FIG. 6 illustrates a processing flow of candidate selection processing by the candidate selection unit 22.
In the candidate selection process, for each side of the polygon having the starting point of the moving line segment inside in a two-dimensional plane (for example, the XZ plane), the moving line segment intersects with the moving line segment and the end point of the moving line segment is outside the corresponding side. It is determined whether or not the condition that the condition is present is satisfied (step S11).
In step S11, if a side that satisfies the condition is not found, the process ends. If a side that satisfies the condition is found, another polygon that shares the side is searched (step S12).
If no other polygon is found in step S12, the process is terminated. If another polygon is found, the process returns to step S11, and the above process (steps S11, S12) is performed for the other polygon. This is repeated until a polygon that does not have an edge that satisfies the above conditions is detected.
Then, each polygon subjected to these processes is selected as an object of intersection determination processing by the intersection determination unit 23.

The candidate selection process will be described with reference to a specific example illustrated in FIG.
FIG. 7 shows a state in which a polygon a, a polygon b, a polygon c, and a moving line segment AB are projected onto a two-dimensional plane . Moving segment AB has an end point B on the inside of and polygons c has an internal start point A of the polygon a on a two-dimensional plane. Polygon a has vertex 0, vertex 1 and vertex 2, polygon b has vertex 0, vertex 2 and vertex 3, and polygon c has vertex 2, vertex 4 and vertex 3 have.

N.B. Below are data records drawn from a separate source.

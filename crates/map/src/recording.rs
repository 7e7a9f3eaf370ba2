use std::collections::BTreeSet;

use foundation::ids::FeatureId;
use interaction::pointer::Cursor;
use interaction::popup::Popup;
use overlay::FeatureStateStore;

use crate::engine::{ControlAnchor, ControlKind, MapEngine, Marker, MarkerId, OverlayDescriptor};

/// One observed engine call.
#[derive(Debug, Clone, PartialEq)]
pub enum EngineOp {
    AddControl(ControlKind, ControlAnchor),
    AddMarker(MarkerId),
    RemoveMarker(MarkerId),
    AddOverlay { source: String, feature_count: usize },
    SetFeatureState { source: String, id: FeatureId, hover: bool },
    SetCursor(Cursor),
    OpenPopup(Popup),
    Remove,
}

/// Engine double that records every call in order and mirrors the
/// observable state a real engine would hold (feature-state store, cursor,
/// open popups, live markers). Lets the host and tracker be exercised
/// without a rendering engine.
#[derive(Debug, Default)]
pub struct RecordingEngine {
    ops: Vec<EngineOp>,
    store: FeatureStateStore,
    cursor: Cursor,
    popups: Vec<Popup>,
    markers: BTreeSet<MarkerId>,
    next_marker: u64,
    removed: bool,
}

impl RecordingEngine {
    pub fn new() -> Self {
        Self::default()
    }

    /// Calls observed so far, in order.
    pub fn ops(&self) -> Vec<EngineOp> {
        self.ops.clone()
    }

    /// Takes the recorded calls, leaving the log empty.
    pub fn drain(&mut self) -> Vec<EngineOp> {
        std::mem::take(&mut self.ops)
    }

    pub fn store(&self) -> &FeatureStateStore {
        &self.store
    }

    pub fn cursor(&self) -> Cursor {
        self.cursor
    }

    pub fn popups(&self) -> &[Popup] {
        &self.popups
    }

    pub fn live_markers(&self) -> Vec<MarkerId> {
        self.markers.iter().copied().collect()
    }

    pub fn removed(&self) -> bool {
        self.removed
    }
}

impl MapEngine for RecordingEngine {
    fn add_control(&mut self, kind: ControlKind, anchor: ControlAnchor) {
        self.ops.push(EngineOp::AddControl(kind, anchor));
    }

    fn add_marker(&mut self, _marker: &Marker) -> MarkerId {
        self.next_marker += 1;
        let id = MarkerId(self.next_marker);
        self.markers.insert(id);
        self.ops.push(EngineOp::AddMarker(id));
        id
    }

    fn remove_marker(&mut self, id: MarkerId) {
        self.markers.remove(&id);
        self.ops.push(EngineOp::RemoveMarker(id));
    }

    fn add_overlay(&mut self, descriptor: &OverlayDescriptor) {
        self.ops.push(EngineOp::AddOverlay {
            source: descriptor.collection.source().to_string(),
            feature_count: descriptor.collection.features().len(),
        });
    }

    fn set_feature_state(&mut self, source: &str, id: FeatureId, hover: bool) {
        self.store.set_hover(id, hover);
        self.ops.push(EngineOp::SetFeatureState {
            source: source.to_string(),
            id,
            hover,
        });
    }

    fn set_cursor(&mut self, cursor: Cursor) {
        self.cursor = cursor;
        self.ops.push(EngineOp::SetCursor(cursor));
    }

    fn open_popup(&mut self, popup: &Popup) {
        self.popups.push(popup.clone());
        self.ops.push(EngineOp::OpenPopup(popup.clone()));
    }

    fn remove(&mut self) {
        self.removed = true;
        self.ops.push(EngineOp::Remove);
    }
}

#[cfg(test)]
mod tests {
    use super::{EngineOp, RecordingEngine};
    use crate::engine::MapEngine;
    use foundation::ids::FeatureId;

    #[test]
    fn records_feature_state_writes_in_order() {
        let mut engine = RecordingEngine::new();
        engine.set_feature_state("test-areas", FeatureId(1), true);
        engine.set_feature_state("test-areas", FeatureId(1), false);
        engine.set_feature_state("test-areas", FeatureId(2), true);

        assert_eq!(engine.store().hovered(), vec![FeatureId(2)]);
        assert_eq!(engine.ops().len(), 3);
    }

    #[test]
    fn drain_clears_the_log_but_not_the_state() {
        let mut engine = RecordingEngine::new();
        engine.set_feature_state("test-areas", FeatureId(1), true);

        let drained = engine.drain();
        assert_eq!(drained.len(), 1);
        assert!(matches!(
            drained[0],
            EngineOp::SetFeatureState { hover: true, .. }
        ));
        assert!(engine.ops().is_empty());
        assert_eq!(engine.store().hovered(), vec![FeatureId(1)]);
    }
}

In this example, for the above polygon, data as illustrated in FIG. 8 is stored in the polygon data storage unit 24.
FIG. 8A illustrates the vertex data, and holds the coordinate values of the points on the three-dimensional space that are the vertices of the polygon.
FIG. 8B illustrates polygon data, and holds information for specifying each vertex of the polygon and the arrangement order thereof for each polygon. In this example, the direction (front and back) of the polygon surface is determined by the arrangement of the vertices of the polygon. That is, when the polygonal outline is drawn by connecting the vertices along the arrangement order, if it is a counterclockwise outline, it will be the front surface (the outer surface side of the background object), and if it is a clockwise outline, the back surface ( The inner side of the background object). For example, the outline of the polygon a is expressed by an outer side connecting vertex 0 → vertex 1, an outer side connecting vertex 1 → vertex 2, and an outer side connecting vertex 2 → vertex 0. If the connected contour line is counterclockwise, it is determined as the surface.

  FIG. 8C illustrates link data. For each vertex that is the end point of the outer side (line connecting two vertices) that forms the outline of the polygon, the vertex that is the starting point of the outer side that reaches the end point And information specifying a set of polygons having the outer side. By using such link data, it is possible to easily specify other polygons sharing the outer side of a certain polygon. That is, for example, among the outer sides of the polygon a, other polygons sharing the outer side connecting the vertex 2 → vertex 0 (the outer side having the start point as the vertex 2 and the end point as the vertex 0) are the vertex 0 → vertex It can be specified by referring to the link data that the polygon b has the outer side connecting 2 (the outer side having the start point as vertex 0 and the end point as vertex 2).

In the candidate selection process, first, for each outer side of the polygon a having the starting point A of the moving line segment AB inside, the moving line segment AB intersects the moving line segment AB and the end point B of the moving line segment AB is outside the outer side. It is determined whether or not a certain condition is satisfied. As a result, the outer side connecting vertex 2 → vertex 0 is specified.
Next, referring to the link data, a polygon having an outer side opposite to the outer side connecting vertex 2 → vertex 0 is searched. As a result, the polygon b having the outer side connecting the vertex 0 to the vertex 2 is specified.
Next, for each outer side of the polygon b, it is determined whether or not the condition that the moving line segment AB intersects with the moving line segment AB and the end point B of the moving line segment AB is outside the outer side is satisfied. As a result, the outer side connecting vertex 2 → vertex 3 is specified.
Next, referring to the link data, a polygon having an outer side opposite to the outer side connecting vertex 2 → vertex 3 is searched. As a result, a polygon c having an outer side connecting vertex 3 → vertex 2 is specified.
Next, for each outer side of the polygon b, it is determined whether or not the condition that the moving line segment AB intersects with the moving line segment AB and the end point B of the moving line segment AB is outside the outer side is satisfied. As a result, there is no edge that satisfies the condition, and the search is terminated.
Then, the polygons a, b, and c that are the objects of the above processing are selected as the objects of the intersection determination process by the intersection determination unit 23.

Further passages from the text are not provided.